__Action item__: Find "pub fn translation_of(m: &Mat4)" and "let m = Mat4::new_translation(&Vec3::new(3.0, -1.0, 7.5));" in the records below. Copy the lines holding them and every line between, exactly, and no others.

__Saved entries__:
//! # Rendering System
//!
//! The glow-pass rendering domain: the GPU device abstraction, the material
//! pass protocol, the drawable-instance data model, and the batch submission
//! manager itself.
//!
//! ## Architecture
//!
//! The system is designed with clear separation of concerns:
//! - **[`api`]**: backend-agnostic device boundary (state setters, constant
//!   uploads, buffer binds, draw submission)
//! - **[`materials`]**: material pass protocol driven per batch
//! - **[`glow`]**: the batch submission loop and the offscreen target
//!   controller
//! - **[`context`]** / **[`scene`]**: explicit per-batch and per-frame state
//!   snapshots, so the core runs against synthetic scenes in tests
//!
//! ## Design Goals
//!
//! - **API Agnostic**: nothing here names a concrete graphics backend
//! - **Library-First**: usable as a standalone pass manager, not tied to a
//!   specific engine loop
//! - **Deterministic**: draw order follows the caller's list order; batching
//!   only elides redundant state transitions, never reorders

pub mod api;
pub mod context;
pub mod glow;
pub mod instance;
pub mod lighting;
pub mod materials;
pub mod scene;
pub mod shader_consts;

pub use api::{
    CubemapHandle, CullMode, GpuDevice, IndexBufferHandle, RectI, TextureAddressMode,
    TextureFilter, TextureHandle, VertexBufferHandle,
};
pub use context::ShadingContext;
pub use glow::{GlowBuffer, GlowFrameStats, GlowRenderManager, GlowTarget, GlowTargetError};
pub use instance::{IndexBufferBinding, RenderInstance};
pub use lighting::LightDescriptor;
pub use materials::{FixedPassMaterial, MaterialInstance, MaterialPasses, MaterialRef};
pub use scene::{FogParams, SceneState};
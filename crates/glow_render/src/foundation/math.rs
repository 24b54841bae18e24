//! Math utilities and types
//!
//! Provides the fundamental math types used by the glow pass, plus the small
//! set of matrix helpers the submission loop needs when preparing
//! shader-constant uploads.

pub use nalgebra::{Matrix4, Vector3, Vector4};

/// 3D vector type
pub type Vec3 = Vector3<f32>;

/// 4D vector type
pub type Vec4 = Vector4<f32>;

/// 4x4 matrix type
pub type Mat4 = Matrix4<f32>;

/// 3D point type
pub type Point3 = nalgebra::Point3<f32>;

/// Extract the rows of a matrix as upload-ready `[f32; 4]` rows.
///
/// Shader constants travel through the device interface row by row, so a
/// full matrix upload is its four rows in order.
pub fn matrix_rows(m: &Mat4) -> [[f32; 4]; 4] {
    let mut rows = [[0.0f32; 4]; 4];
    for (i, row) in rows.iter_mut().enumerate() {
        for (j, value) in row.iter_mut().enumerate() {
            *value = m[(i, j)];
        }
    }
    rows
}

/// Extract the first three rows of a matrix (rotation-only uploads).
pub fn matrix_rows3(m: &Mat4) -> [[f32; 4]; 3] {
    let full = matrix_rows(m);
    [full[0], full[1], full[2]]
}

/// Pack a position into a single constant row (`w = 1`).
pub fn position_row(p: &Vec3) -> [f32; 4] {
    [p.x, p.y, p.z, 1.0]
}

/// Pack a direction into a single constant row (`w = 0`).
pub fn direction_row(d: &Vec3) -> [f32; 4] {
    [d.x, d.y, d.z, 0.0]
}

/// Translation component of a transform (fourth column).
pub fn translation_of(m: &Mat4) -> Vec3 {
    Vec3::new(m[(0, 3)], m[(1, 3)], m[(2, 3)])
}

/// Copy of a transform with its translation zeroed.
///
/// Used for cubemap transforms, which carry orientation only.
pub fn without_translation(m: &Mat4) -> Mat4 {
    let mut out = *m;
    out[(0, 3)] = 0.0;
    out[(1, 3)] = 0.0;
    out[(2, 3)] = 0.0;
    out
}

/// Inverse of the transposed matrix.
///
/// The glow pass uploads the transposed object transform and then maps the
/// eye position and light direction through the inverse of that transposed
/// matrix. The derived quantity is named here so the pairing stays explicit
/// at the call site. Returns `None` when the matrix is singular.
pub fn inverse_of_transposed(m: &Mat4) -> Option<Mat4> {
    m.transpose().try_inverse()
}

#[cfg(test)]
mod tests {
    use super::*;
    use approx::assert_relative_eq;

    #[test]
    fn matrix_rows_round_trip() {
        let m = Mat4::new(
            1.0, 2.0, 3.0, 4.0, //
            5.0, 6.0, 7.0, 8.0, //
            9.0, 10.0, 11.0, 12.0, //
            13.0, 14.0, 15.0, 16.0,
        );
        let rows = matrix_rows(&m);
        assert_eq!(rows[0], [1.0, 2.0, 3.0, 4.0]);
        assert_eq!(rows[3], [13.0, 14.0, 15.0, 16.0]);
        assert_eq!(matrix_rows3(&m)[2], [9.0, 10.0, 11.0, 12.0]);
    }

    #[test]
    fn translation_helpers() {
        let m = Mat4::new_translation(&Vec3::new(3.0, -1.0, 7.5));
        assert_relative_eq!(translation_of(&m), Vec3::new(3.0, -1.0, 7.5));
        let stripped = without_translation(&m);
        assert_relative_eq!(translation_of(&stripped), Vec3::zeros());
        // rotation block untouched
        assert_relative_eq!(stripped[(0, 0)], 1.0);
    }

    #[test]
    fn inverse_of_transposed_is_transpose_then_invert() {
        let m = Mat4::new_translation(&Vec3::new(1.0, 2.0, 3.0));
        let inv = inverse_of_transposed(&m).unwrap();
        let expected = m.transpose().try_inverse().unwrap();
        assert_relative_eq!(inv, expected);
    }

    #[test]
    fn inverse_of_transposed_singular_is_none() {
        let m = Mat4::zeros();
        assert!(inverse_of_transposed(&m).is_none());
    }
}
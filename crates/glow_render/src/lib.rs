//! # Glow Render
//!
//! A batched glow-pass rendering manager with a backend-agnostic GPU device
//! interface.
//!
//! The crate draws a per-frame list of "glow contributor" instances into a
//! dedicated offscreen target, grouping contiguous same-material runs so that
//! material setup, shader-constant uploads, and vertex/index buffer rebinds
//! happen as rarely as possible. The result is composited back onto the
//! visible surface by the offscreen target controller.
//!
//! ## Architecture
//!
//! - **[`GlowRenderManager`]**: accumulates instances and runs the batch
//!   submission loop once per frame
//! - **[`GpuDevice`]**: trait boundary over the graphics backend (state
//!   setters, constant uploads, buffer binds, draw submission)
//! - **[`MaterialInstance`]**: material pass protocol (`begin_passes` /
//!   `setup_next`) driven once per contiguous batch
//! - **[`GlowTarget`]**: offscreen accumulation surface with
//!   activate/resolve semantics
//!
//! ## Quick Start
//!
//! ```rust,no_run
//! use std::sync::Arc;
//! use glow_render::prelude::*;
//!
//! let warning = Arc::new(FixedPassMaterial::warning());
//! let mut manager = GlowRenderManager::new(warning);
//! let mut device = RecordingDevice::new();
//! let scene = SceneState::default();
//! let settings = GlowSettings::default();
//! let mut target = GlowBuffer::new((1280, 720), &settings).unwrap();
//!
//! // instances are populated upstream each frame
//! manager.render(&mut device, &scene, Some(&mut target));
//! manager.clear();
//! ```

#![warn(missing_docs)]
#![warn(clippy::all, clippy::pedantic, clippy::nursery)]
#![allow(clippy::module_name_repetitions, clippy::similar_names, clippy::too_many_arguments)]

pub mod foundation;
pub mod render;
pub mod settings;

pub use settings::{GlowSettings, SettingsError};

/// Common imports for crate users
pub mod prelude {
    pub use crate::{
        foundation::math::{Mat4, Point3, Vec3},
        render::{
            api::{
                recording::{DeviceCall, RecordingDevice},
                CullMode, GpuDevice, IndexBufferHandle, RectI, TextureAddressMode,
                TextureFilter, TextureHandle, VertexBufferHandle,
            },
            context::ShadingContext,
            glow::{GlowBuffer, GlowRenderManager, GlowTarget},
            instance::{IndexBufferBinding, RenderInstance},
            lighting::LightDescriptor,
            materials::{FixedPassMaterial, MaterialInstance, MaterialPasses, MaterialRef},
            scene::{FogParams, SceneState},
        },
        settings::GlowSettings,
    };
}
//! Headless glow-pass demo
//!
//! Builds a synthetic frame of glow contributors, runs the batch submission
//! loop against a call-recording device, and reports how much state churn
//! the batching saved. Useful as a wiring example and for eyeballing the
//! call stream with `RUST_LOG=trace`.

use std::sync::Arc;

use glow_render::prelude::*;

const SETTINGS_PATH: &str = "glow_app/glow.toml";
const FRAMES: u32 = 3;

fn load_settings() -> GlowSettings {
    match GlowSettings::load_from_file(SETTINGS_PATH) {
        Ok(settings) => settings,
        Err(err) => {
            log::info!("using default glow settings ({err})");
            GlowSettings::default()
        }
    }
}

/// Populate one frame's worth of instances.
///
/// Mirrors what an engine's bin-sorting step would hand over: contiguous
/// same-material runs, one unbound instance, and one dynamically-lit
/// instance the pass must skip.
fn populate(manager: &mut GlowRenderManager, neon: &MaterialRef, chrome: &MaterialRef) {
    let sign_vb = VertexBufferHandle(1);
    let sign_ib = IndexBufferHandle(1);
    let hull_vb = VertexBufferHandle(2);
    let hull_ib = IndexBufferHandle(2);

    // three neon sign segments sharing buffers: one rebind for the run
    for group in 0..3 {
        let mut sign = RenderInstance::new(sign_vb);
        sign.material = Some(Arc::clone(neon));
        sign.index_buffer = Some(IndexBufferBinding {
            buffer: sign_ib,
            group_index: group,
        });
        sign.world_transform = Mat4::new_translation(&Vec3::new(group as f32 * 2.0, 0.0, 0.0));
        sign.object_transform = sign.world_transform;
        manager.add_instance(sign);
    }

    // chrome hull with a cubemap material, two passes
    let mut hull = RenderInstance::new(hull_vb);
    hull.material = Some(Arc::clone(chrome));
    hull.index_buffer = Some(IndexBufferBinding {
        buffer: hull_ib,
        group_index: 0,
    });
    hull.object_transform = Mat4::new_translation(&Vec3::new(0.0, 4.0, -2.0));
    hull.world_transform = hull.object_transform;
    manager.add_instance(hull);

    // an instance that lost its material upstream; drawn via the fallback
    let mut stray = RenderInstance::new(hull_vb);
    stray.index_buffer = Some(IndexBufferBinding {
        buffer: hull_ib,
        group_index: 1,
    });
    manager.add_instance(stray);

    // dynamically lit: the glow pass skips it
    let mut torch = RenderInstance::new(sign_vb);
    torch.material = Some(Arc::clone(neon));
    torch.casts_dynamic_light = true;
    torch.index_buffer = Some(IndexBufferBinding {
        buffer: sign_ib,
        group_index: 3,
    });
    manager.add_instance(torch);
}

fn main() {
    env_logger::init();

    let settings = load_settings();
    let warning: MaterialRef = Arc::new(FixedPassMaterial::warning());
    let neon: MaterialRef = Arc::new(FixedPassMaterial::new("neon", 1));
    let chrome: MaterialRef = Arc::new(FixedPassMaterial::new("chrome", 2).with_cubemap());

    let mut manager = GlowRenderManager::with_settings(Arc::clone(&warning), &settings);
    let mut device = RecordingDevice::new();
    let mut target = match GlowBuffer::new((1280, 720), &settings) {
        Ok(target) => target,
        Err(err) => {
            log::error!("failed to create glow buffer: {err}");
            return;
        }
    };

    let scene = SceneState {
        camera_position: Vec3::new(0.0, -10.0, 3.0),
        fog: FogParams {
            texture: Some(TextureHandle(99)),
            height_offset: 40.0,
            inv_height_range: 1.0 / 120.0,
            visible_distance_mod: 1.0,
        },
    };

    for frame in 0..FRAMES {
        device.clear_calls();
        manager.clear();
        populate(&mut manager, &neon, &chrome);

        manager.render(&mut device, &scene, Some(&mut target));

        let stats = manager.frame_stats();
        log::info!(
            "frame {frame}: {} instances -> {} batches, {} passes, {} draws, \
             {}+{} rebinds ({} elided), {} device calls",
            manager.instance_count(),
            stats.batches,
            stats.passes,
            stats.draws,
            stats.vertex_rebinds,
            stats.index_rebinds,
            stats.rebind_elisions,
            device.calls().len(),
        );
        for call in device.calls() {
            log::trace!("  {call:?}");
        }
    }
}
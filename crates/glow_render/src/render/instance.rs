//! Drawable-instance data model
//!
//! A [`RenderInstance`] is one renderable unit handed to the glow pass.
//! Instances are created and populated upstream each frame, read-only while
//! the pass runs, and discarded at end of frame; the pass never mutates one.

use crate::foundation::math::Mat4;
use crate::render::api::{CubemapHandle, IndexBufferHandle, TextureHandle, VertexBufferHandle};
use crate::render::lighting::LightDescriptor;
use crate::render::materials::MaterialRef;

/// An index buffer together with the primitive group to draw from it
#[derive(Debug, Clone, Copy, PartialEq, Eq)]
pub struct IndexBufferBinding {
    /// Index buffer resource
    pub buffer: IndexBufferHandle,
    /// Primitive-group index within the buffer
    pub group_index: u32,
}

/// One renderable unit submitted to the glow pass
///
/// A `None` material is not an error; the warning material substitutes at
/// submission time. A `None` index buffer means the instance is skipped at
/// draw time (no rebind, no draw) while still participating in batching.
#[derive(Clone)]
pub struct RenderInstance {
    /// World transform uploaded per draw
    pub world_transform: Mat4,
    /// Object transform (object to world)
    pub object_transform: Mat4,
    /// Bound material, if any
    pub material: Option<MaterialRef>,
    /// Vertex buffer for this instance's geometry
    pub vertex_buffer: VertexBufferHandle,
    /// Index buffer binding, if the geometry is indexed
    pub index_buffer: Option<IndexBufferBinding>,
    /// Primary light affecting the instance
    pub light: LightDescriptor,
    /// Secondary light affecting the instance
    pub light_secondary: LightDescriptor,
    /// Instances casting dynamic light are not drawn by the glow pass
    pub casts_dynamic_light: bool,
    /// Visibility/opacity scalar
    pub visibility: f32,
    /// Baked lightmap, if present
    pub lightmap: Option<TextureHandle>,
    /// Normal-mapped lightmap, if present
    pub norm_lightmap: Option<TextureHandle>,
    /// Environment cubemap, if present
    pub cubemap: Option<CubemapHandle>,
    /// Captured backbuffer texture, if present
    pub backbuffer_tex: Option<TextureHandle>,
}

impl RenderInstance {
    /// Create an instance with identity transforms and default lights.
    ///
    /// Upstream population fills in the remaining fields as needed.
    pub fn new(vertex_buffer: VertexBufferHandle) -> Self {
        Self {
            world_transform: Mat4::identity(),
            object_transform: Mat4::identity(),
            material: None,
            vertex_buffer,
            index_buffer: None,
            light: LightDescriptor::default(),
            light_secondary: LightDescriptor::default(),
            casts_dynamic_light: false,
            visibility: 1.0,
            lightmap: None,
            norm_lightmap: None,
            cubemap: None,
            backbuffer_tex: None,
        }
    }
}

__Written solution__:
pub fn translation_of(m: &Mat4) -> Vec3 {
    Vec3::new(m[(0, 3)], m[(1, 3)], m[(2, 3)])
}

/// Copy of a transform with its translation zeroed.
///
/// Used for cubemap transforms, which carry orientation only.
pub fn without_translation(m: &Mat4) -> Mat4 {
    let mut out = *m;
    out[(0, 3)] = 0.0;
    out[(1, 3)] = 0.0;
    out[(2, 3)] = 0.0;
    out
}

/// Inverse of the transposed matrix.
///
/// The glow pass uploads the transposed object transform and then maps the
/// eye position and light direction through the inverse of that transposed
/// matrix. The derived quantity is named here so the pairing stays explicit
/// at the call site. Returns `None` when the matrix is singular.
pub fn inverse_of_transposed(m: &Mat4) -> Option<Mat4> {
    m.transpose().try_inverse()
}

#[cfg(test)]
mod tests {
    use super::*;
    use approx::assert_relative_eq;

    #[test]
    fn matrix_rows_round_trip() {
        let m = Mat4::new(
            1.0, 2.0, 3.0, 4.0, //
            5.0, 6.0, 7.0, 8.0, //
            9.0, 10.0, 11.0, 12.0, //
            13.0, 14.0, 15.0, 16.0,
        );
        let rows = matrix_rows(&m);
        assert_eq!(rows[0], [1.0, 2.0, 3.0, 4.0]);
        assert_eq!(rows[3], [13.0, 14.0, 15.0, 16.0]);
        assert_eq!(matrix_rows3(&m)[2], [9.0, 10.0, 11.0, 12.0]);
    }

    #[test]
    fn translation_helpers() {
        let m = Mat4::new_translation(&Vec3::new(3.0, -1.0, 7.5));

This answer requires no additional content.